[Data records — start]

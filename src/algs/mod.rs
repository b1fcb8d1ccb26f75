//! Refinement algorithms over a [`MeshHierarchy`](crate::topology::hierarchy::MeshHierarchy).

pub mod distribute;
pub mod ids;
pub mod midpoint;
pub mod refine;
pub mod replicate;
pub mod scope_zip;
pub mod transform;

pub use refine::{RefineOptions, RefineStage, RefinedMesh, refine_hierarchy};
pub use transform::scale_coordinates;
//! Hierarchical placement of nodes and refined children into a replicated scope tree.
//!
//! The destination tree must already mirror the source (see
//! [`replicate_structure`](crate::algs::replicate::replicate_structure)).
//! Placement runs single-threaded after the parallel passes have drained.
//! Entities are moved into the destination arena at the root and referenced
//! by id in every sub-scope.

use crate::algs::midpoint::MidpointTable;
use crate::algs::scope_zip::zip_scopes;
use crate::mesh_error::MeshRefineError;
use crate::topology::entity::{ConnectedEntity, Node};
use crate::topology::hierarchy::{MeshHierarchy, ScopeId, ScopedEntity};
use crate::topology::id::EntityId;
use std::collections::HashMap;

/// Refined children keyed by the id of the source entity they replace.
pub type ChildMap<E> = HashMap<EntityId, Vec<E>>;

/// Places original nodes and midpoints into every destination scope.
///
/// A scope receives its source nodes plus every midpoint whose two edge
/// endpoints are both members of the corresponding source scope.
pub fn distribute_existing_nodes(
    dst: &mut MeshHierarchy,
    src: &MeshHierarchy,
    midpoints: &MidpointTable,
) -> Result<(), MeshRefineError> {
    zip_scopes(dst, src, |dst, d, src, s| {
        let inner = midpoints.iter().filter_map(|(edge, node)| {
            (src.contains::<Node>(s, edge.lo()) && src.contains::<Node>(s, edge.hi()))
                .then_some(node)
        });

        if d == ScopeId::ROOT {
            for id in src.ids::<Node>(s) {
                dst.insert_node(*src.try_get::<Node>(id)?)?;
            }
            for node in inner {
                dst.insert_node(*node)?;
            }
        } else {
            let ids: Vec<EntityId> = src.ids::<Node>(s).chain(inner.map(|n| n.id)).collect();
            dst.add_to_scope::<Node, _>(d, ids)?;
        }
        log::trace!(
            "scope `{}`: {} nodes placed",
            dst.full_name(d),
            dst.count::<Node>(d)
        );
        Ok(())
    })
}

/// Places refined children into every destination scope, mirroring source membership.
///
/// For each entity a source scope holds, its children are looked up in
/// `children` and added, in their refinement order, to the matching
/// destination scope.
///
/// # Errors
/// [`MeshRefineError::MissingChildMapping`] if a scope references an entity
/// the root-level refinement did not produce children for.
pub fn distribute_children<E>(
    dst: &mut MeshHierarchy,
    src: &MeshHierarchy,
    children: &ChildMap<E>,
) -> Result<(), MeshRefineError>
where
    E: ConnectedEntity + ScopedEntity,
{
    zip_scopes(dst, src, |dst, d, src, s| {
        let mut placed: Vec<&E> = Vec::new();
        for parent in src.ids::<E>(s) {
            let kids = children
                .get(&parent)
                .ok_or_else(|| MeshRefineError::MissingChildMapping {
                    kind: <E as ConnectedEntity>::KIND,
                    scope: src.full_name(s),
                    id: parent,
                })?;
            placed.extend(kids);
        }
        log::trace!(
            "scope `{}`: placing {} {}s",
            dst.full_name(d),
            placed.len(),
            <E as ConnectedEntity>::KIND
        );

        if d == ScopeId::ROOT {
            for child in placed {
                child.clone().insert_into(dst)?;
            }
            Ok(())
        } else {
            dst.add_to_scope::<E, _>(d, placed.iter().map(|c| ConnectedEntity::id(*c)))
        }
    })
}
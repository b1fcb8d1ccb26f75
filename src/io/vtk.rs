//! Legacy VTK (`.vtk`) writer for hierarchy scopes.
//!
//! Each scope becomes one ASCII `UNSTRUCTURED_GRID` file. Points are the
//! scope's nodes plus any node its cells reference; cells are the scope's
//! elements, or its conditions when it has no elements. Original ids are
//! kept as `node_ids` point data and `element_ids`/`condition_ids` cell data.

use crate::io::MeshWriter;
use crate::mesh_error::MeshRefineError;
use crate::topology::entity::{Condition, ConnectedEntity, Element, EntityKind, Node};
use crate::topology::hierarchy::{MeshHierarchy, ScopeId};
use crate::topology::id::EntityId;
use std::collections::{BTreeSet, HashMap};
use std::fs::{self, File};
use std::io::{BufWriter, Write};
use std::path::{Path, PathBuf};

/// Writes a single scope of a hierarchy.
#[derive(Debug, Clone, Copy)]
pub struct VtkWriter {
    pub scope: ScopeId,
}

impl Default for VtkWriter {
    fn default() -> Self {
        Self {
            scope: ScopeId::ROOT,
        }
    }
}

impl VtkWriter {
    pub fn for_scope(scope: ScopeId) -> Self {
        Self { scope }
    }

    fn vtk_cell_type(node_count: usize) -> Option<u8> {
        match node_count {
            1 => Some(1), // vertex
            2 => Some(3), // line
            3 => Some(5), // triangle
            4 => Some(9), // quad
            _ => None,
        }
    }

    fn write_cells<E, W>(
        writer: &mut W,
        mesh: &MeshHierarchy,
        cells: &[&E],
        point_index: &HashMap<EntityId, usize>,
        ids_name: &str,
    ) -> Result<(), MeshRefineError>
    where
        E: ConnectedEntity,
        W: Write,
    {
        let total: usize = cells.iter().map(|c| c.nodes().len() + 1).sum();
        writeln!(writer, "CELLS {} {}", cells.len(), total)?;
        let mut types = Vec::with_capacity(cells.len());
        for cell in cells {
            let vtk_type = Self::vtk_cell_type(cell.nodes().len()).ok_or_else(|| {
                MeshRefineError::UnsupportedTopology {
                    kind: E::KIND,
                    id: cell.id(),
                    expected: E::NODE_COUNT,
                    found: cell.nodes().len(),
                }
            })?;
            types.push(vtk_type);
            write!(writer, "{}", cell.nodes().len())?;
            for n in cell.nodes() {
                let idx = point_index.get(n).ok_or_else(|| MeshRefineError::UnknownEntity {
                    kind: EntityKind::Node,
                    id: *n,
                    scope: mesh.name().to_string(),
                })?;
                write!(writer, " {idx}")?;
            }
            writeln!(writer)?;
        }

        writeln!(writer, "CELL_TYPES {}", types.len())?;
        for t in &types {
            writeln!(writer, "{t}")?;
        }

        if !cells.is_empty() {
            writeln!(writer, "CELL_DATA {}", cells.len())?;
            writeln!(writer, "SCALARS {ids_name} long 1")?;
            writeln!(writer, "LOOKUP_TABLE default")?;
            for cell in cells {
                writeln!(writer, "{}", cell.id().get())?;
            }
        }
        Ok(())
    }
}

impl MeshWriter for VtkWriter {
    fn write<W: Write>(&self, mut writer: W, mesh: &MeshHierarchy) -> Result<(), MeshRefineError> {
        let scope = self.scope;
        let elements: Vec<&Element> = mesh
            .ids::<Element>(scope)
            .map(|id| mesh.try_get::<Element>(id))
            .collect::<Result<_, _>>()?;
        let conditions: Vec<&Condition> = if elements.is_empty() {
            mesh.ids::<Condition>(scope)
                .map(|id| mesh.try_get::<Condition>(id))
                .collect::<Result<_, _>>()?
        } else {
            Vec::new()
        };

        let mut point_ids: BTreeSet<EntityId> = mesh.ids::<Node>(scope).collect();
        point_ids.extend(elements.iter().flat_map(|e| e.nodes.iter().copied()));
        point_ids.extend(conditions.iter().flat_map(|c| c.nodes.iter().copied()));
        let point_index: HashMap<EntityId, usize> =
            point_ids.iter().enumerate().map(|(i, id)| (*id, i)).collect();

        writeln!(writer, "# vtk DataFile Version 3.0")?;
        writeln!(writer, "{}", mesh.full_name(scope))?;
        writeln!(writer, "ASCII")?;
        writeln!(writer, "DATASET UNSTRUCTURED_GRID")?;
        writeln!(writer, "POINTS {} double", point_ids.len())?;
        for id in &point_ids {
            let [x, y, z] = mesh.try_get::<Node>(*id)?.coords;
            writeln!(writer, "{x} {y} {z}")?;
        }

        if elements.is_empty() {
            Self::write_cells(&mut writer, mesh, &conditions, &point_index, "condition_ids")?;
        } else {
            Self::write_cells(&mut writer, mesh, &elements, &point_index, "element_ids")?;
        }

        writeln!(writer, "POINT_DATA {}", point_ids.len())?;
        writeln!(writer, "SCALARS node_ids long 1")?;
        writeln!(writer, "LOOKUP_TABLE default")?;
        for id in &point_ids {
            writeln!(writer, "{}", id.get())?;
        }
        Ok(())
    }
}

/// Writes one `.vtk` file per scope into `out_dir/<root name>/`.
///
/// Files are named after the scope's dotted full name. Returns the written
/// paths in scope pre-order.
pub fn write_scope_files(
    mesh: &MeshHierarchy,
    out_dir: impl AsRef<Path>,
) -> Result<Vec<PathBuf>, MeshRefineError> {
    let dir = out_dir.as_ref().join(mesh.name());
    fs::create_dir_all(&dir)?;
    let mut written = Vec::with_capacity(mesh.scope_count());
    for scope in mesh.scopes_preorder() {
        let path = dir.join(format!("{}.vtk", mesh.full_name(scope)));
        let mut out = BufWriter::new(File::create(&path)?);
        VtkWriter::for_scope(scope).write(&mut out, mesh)?;
        out.flush()?;
        log::debug!("wrote scope `{}` to {}", mesh.full_name(scope), path.display());
        written.push(path);
    }
    Ok(written)
}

[Data records — finish]

» Exercise
Which lines of the data above contain "edge"? Copy each one.

» Worked solution
/// A scope receives its source nodes plus every midpoint whose two edge
        let inner = midpoints.iter().filter_map(|(edge, node)| {
            (src.contains::<Node>(s, edge.lo()) && src.contains::<Node>(s, edge.hi()))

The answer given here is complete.